## [Your instructions]
From the first line to the last, return the data exactly as written.

Entries taken from a collection
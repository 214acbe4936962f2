//! The `Dictionary` domain object and the `xqd_dictionary_*` ABI surface (§4.10).
//!
//! Dictionaries and config stores share the same open/get shape (§4.10); this module and
//! [`crate::config_store`] are deliberately near-duplicates of each other rather than one
//! generic type, mirroring how the teacher keeps `dictionary.rs` and `config_store.rs` as
//! separate (if nearly identical) modules after the product renamed one into the other.

use std::collections::HashMap;

/// One named dictionary: a flat, read-only string-to-string map populated at registry
/// construction time.
#[derive(Default, Clone)]
pub struct DictionaryObj {
    entries: HashMap<String, String>,
}

impl DictionaryObj {
    pub fn new(entries: HashMap<String, String>) -> Self {
        Self { entries }
    }

    /// `dictionary_get`: an absent key and a key mapped to the empty string are both reported
    /// to the guest as "not found" per §4.10.
    pub fn get(&self, key: &str) -> Option<&str> {
        self.entries.get(key).map(String::as_str).filter(|v| !v.is_empty())
    }

    pub fn contains(&self, key: &str) -> bool {
        self.get(key).is_some()
    }
}

#[cfg(test)]
mod tests {
    use super::*;

    #[test]
    fn empty_string_value_is_reported_absent() {
        let mut entries = HashMap::new();
        entries.insert("present".to_string(), "value".to_string());
        entries.insert("blank".to_string(), String::new());
        let dict = DictionaryObj::new(entries);
        assert_eq!(dict.get("present"), Some("value"));
        assert_eq!(dict.get("blank"), None);
        assert_eq!(dict.get("missing"), None);
    }
}
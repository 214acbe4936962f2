//! `xqd_secret_store_open` / `xqd_secret_store_get` / `xqd_secret_from_bytes` /
//! `xqd_secret_plaintext`: the two-level secret-store protocol (§4.10). Kept separate from
//! `abi::store`'s flat dictionary/config-store/acl group since a secret resolves to a second
//! handle kind (`Secret`) rather than a value read straight back to the guest.

use wasmtime::{Caller, Linker};
use xqd_shared::XqdStatus;

use crate::handle::Handle;
use crate::instance::InstanceState;
use crate::memory::GuestMemory;
use crate::secret_store::SecretObj;

pub fn link(linker: &mut Linker<InstanceState>) -> anyhow::Result<()> {
    linker.func_wrap(
        "env",
        "xqd_secret_store_open",
        |mut caller: Caller<'_, InstanceState>, name_ptr: u32, name_len: u32, handle_out: u32| {
            let mut mem = match GuestMemory::new(&mut caller) {
                Ok(m) => m,
                Err(_) => return XqdStatus::ERROR.code,
            };
            let name = match mem.read_string_lossy(name_ptr, name_len) {
                Ok(n) => n,
                Err(_) => return XqdStatus::ERROR.code,
            };
            let store = match caller.data().registry.secret_stores.get(&name) {
                Some(s) => s.clone(),
                None => return XqdStatus::NONE.code,
            };
            let handle = caller.data_mut().opened_secret_stores.insert(store);
            let mut mem = match GuestMemory::new(&mut caller) {
                Ok(m) => m,
                Err(_) => return XqdStatus::ERROR.code,
            };
            match mem.write_u32(handle_out, handle.as_u32()) {
                Ok(()) => XqdStatus::OK.code,
                Err(_) => XqdStatus::ERROR.code,
            }
        },
    )?;

    linker.func_wrap(
        "env",
        "xqd_secret_store_get",
        |mut caller: Caller<'_, InstanceState>,
         store_handle: u32,
         name_ptr: u32,
         name_len: u32,
         secret_handle_out: u32| {
            let mut mem = match GuestMemory::new(&mut caller) {
                Ok(m) => m,
                Err(_) => return XqdStatus::ERROR.code,
            };
            let name = match mem.read_string_lossy(name_ptr, name_len) {
                Ok(n) => n,
                Err(_) => return XqdStatus::ERROR.code,
            };
            let secret = match caller.data().opened_secret_stores.get(Handle::from_u32(store_handle)) {
                Some(store) => store.get(&name),
                None => return XqdStatus::INVALID_HANDLE.code,
            };
            let secret = match secret {
                Some(s) => s,
                None => return XqdStatus::NONE.code,
            };
            let handle = caller.data_mut().secrets.insert(secret);
            let mut mem = match GuestMemory::new(&mut caller) {
                Ok(m) => m,
                Err(_) => return XqdStatus::ERROR.code,
            };
            match mem.write_u32(secret_handle_out, handle.as_u32()) {
                Ok(()) => XqdStatus::OK.code,
                Err(_) => XqdStatus::ERROR.code,
            }
        },
    )?;

    linker.func_wrap(
        "env",
        "xqd_secret_from_bytes",
        |mut caller: Caller<'_, InstanceState>, buf_ptr: u32, buf_len: u32, secret_handle_out: u32| {
            let mut mem = match GuestMemory::new(&mut caller) {
                Ok(m) => m,
                Err(_) => return XqdStatus::ERROR.code,
            };
            let bytes = match mem.read_bytes(buf_ptr, buf_len) {
                Ok(b) => b,
                Err(_) => return XqdStatus::ERROR.code,
            };
            let handle = caller.data_mut().secrets.insert(SecretObj::from_bytes(bytes));
            let mut mem = match GuestMemory::new(&mut caller) {
                Ok(m) => m,
                Err(_) => return XqdStatus::ERROR.code,
            };
            match mem.write_u32(secret_handle_out, handle.as_u32()) {
                Ok(()) => XqdStatus::OK.code,
                Err(_) => XqdStatus::ERROR.code,
            }
        },
    )?;

    linker.func_wrap(
        "env",
        "xqd_secret_plaintext",
        |mut caller: Caller<'_, InstanceState>,
         handle: u32,
         buf_ptr: u32,
         buf_len: u32,
         nwritten_out: u32| {
            let plaintext = match caller.data().secrets.get(Handle::from_u32(handle)) {
                Some(secret) => secret.plaintext().clone(),
                None => return XqdStatus::INVALID_HANDLE.code,
            };
            if (plaintext.len() as u32) > buf_len {
                let mut mem = match GuestMemory::new(&mut caller) {
                    Ok(m) => m,
                    Err(_) => return XqdStatus::ERROR.code,
                };
                let _ = mem.write_u32(nwritten_out, plaintext.len() as u32);
                return XqdStatus::BUFFER_LENGTH.code;
            }
            let mut mem = match GuestMemory::new(&mut caller) {
                Ok(m) => m,
                Err(_) => return XqdStatus::ERROR.code,
            };
            if mem.write_bytes(buf_ptr, &plaintext).is_err() {
                return XqdStatus::ERROR.code;
            }
            match mem.write_u32(nwritten_out, plaintext.len() as u32) {
                Ok(()) => XqdStatus::OK.code,
                Err(_) => XqdStatus::ERROR.code,
            }
        },
    )?;

    Ok(())
}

## [Solved exercise]
repository 214acbe4936962f2
//! The `Dictionary` domain object and the `xqd_dictionary_*` ABI surface (§4.10).
//!
//! Dictionaries and config stores share the same open/get shape (§4.10); this module and
//! [`crate::config_store`] are deliberately near-duplicates of each other rather than one
//! generic type, mirroring how the teacher keeps `dictionary.rs` and `config_store.rs` as
//! separate (if nearly identical) modules after the product renamed one into the other.

use std::collections::HashMap;

/// One named dictionary: a flat, read-only string-to-string map populated at registry
/// construction time.
#[derive(Default, Clone)]
pub struct DictionaryObj {
    entries: HashMap<String, String>,
}

impl DictionaryObj {
    pub fn new(entries: HashMap<String, String>) -> Self {
        Self { entries }
    }

    /// `dictionary_get`: an absent key and a key mapped to the empty string are both reported
    /// to the guest as "not found" per §4.10.
    pub fn get(&self, key: &str) -> Option<&str> {
        self.entries.get(key).map(String::as_str).filter(|v| !v.is_empty())
    }

    pub fn contains(&self, key: &str) -> bool {
        self.get(key).is_some()
    }
}

#[cfg(test)]
mod tests {
    use super::*;

    #[test]
    fn empty_string_value_is_reported_absent() {
        let mut entries = HashMap::new();
        entries.insert("present".to_string(), "value".to_string());
        entries.insert("blank".to_string(), String::new());
        let dict = DictionaryObj::new(entries);
        assert_eq!(dict.get("present"), Some("value"));
        assert_eq!(dict.get("blank"), None);
        assert_eq!(dict.get("missing"), None);
    }
}
repository 214acbe4936962f2
//! `xqd_secret_store_open` / `xqd_secret_store_get` / `xqd_secret_from_bytes` /
//! `xqd_secret_plaintext`: the two-level secret-store protocol (§4.10). Kept separate from
//! `abi::store`'s flat dictionary/config-store/acl group since a secret resolves to a second
//! handle kind (`Secret`) rather than a value read straight back to the guest.

use wasmtime::{Caller, Linker};
use xqd_shared::XqdStatus;

use crate::handle::Handle;
use crate::instance::InstanceState;
use crate::memory::GuestMemory;
use crate::secret_store::SecretObj;

pub fn link(linker: &mut Linker<InstanceState>) -> anyhow::Result<()> {
    linker.func_wrap(
        "env",
        "xqd_secret_store_open",
        |mut caller: Caller<'_, InstanceState>, name_ptr: u32, name_len: u32, handle_out: u32| {
            let mut mem = match GuestMemory::new(&mut caller) {
                Ok(m) => m,
                Err(_) => return XqdStatus::ERROR.code,
            };
            let name = match mem.read_string_lossy(name_ptr, name_len) {
                Ok(n) => n,
                Err(_) => return XqdStatus::ERROR.code,
            };
            let store = match caller.data().registry.secret_stores.get(&name) {
                Some(s) => s.clone(),
                None => return XqdStatus::NONE.code,
            };
            let handle = caller.data_mut().opened_secret_stores.insert(store);
            let mut mem = match GuestMemory::new(&mut caller) {
                Ok(m) => m,
                Err(_) => return XqdStatus::ERROR.code,
            };
            match mem.write_u32(handle_out, handle.as_u32()) {
                Ok(()) => XqdStatus::OK.code,
                Err(_) => XqdStatus::ERROR.code,
            }
        },
    )?;

    linker.func_wrap(
        "env",
        "xqd_secret_store_get",
        |mut caller: Caller<'_, InstanceState>,
         store_handle: u32,
         name_ptr: u32,
         name_len: u32,
         secret_handle_out: u32| {
            let mut mem = match GuestMemory::new(&mut caller) {
                Ok(m) => m,
                Err(_) => return XqdStatus::ERROR.code,
            };
            let name = match mem.read_string_lossy(name_ptr, name_len) {
                Ok(n) => n,
                Err(_) => return XqdStatus::ERROR.code,
            };
            let secret = match caller.data().opened_secret_stores.get(Handle::from_u32(store_handle)) {
                Some(store) => store.get(&name),
                None => return XqdStatus::INVALID_HANDLE.code,
            };
            let secret = match secret {
                Some(s) => s,
                None => return XqdStatus::NONE.code,
            };
            let handle = caller.data_mut().secrets.insert(secret);
            let mut mem = match GuestMemory::new(&mut caller) {
                Ok(m) => m,
                Err(_) => return XqdStatus::ERROR.code,
            };
            match mem.write_u32(secret_handle_out, handle.as_u32()) {
                Ok(()) => XqdStatus::OK.code,
                Err(_) => XqdStatus::ERROR.code,
            }
        },
    )?;

    linker.func_wrap(
        "env",
        "xqd_secret_from_bytes",
        |mut caller: Caller<'_, InstanceState>, buf_ptr: u32, buf_len: u32, secret_handle_out: u32| {
            let mut mem = match GuestMemory::new(&mut caller) {
                Ok(m) => m,
                Err(_) => return XqdStatus::ERROR.code,
            };
            let bytes = match mem.read_bytes(buf_ptr, buf_len) {
                Ok(b) => b,
                Err(_) => return XqdStatus::ERROR.code,
            };
            let handle = caller.data_mut().secrets.insert(SecretObj::from_bytes(bytes));
            let mut mem = match GuestMemory::new(&mut caller) {
                Ok(m) => m,
                Err(_) => return XqdStatus::ERROR.code,
            };
            match mem.write_u32(secret_handle_out, handle.as_u32()) {
                Ok(()) => XqdStatus::OK.code,
                Err(_) => XqdStatus::ERROR.code,
            }
        },
    )?;

    linker.func_wrap(
        "env",
        "xqd_secret_plaintext",
        |mut caller: Caller<'_, InstanceState>,
         handle: u32,
         buf_ptr: u32,
         buf_len: u32,
         nwritten_out: u32| {
            let plaintext = match caller.data().secrets.get(Handle::from_u32(handle)) {
                Some(secret) => secret.plaintext().clone(),
                None => return XqdStatus::INVALID_HANDLE.code,
            };
            if (plaintext.len() as u32) > buf_len {
                let mut mem = match GuestMemory::new(&mut caller) {
                    Ok(m) => m,
                    Err(_) => return XqdStatus::ERROR.code,
                };
                let _ = mem.write_u32(nwritten_out, plaintext.len() as u32);
                return XqdStatus::BUFFER_LENGTH.code;
            }
            let mut mem = match GuestMemory::new(&mut caller) {
                Ok(m) => m,
                Err(_) => return XqdStatus::ERROR.code,
            };
            if mem.write_bytes(buf_ptr, &plaintext).is_err() {
                return XqdStatus::ERROR.code;
            }
            match mem.write_u32(nwritten_out, plaintext.len() as u32) {
                Ok(()) => XqdStatus::OK.code,
                Err(_) => XqdStatus::ERROR.code,
            }
        },
    )?;

    Ok(())
}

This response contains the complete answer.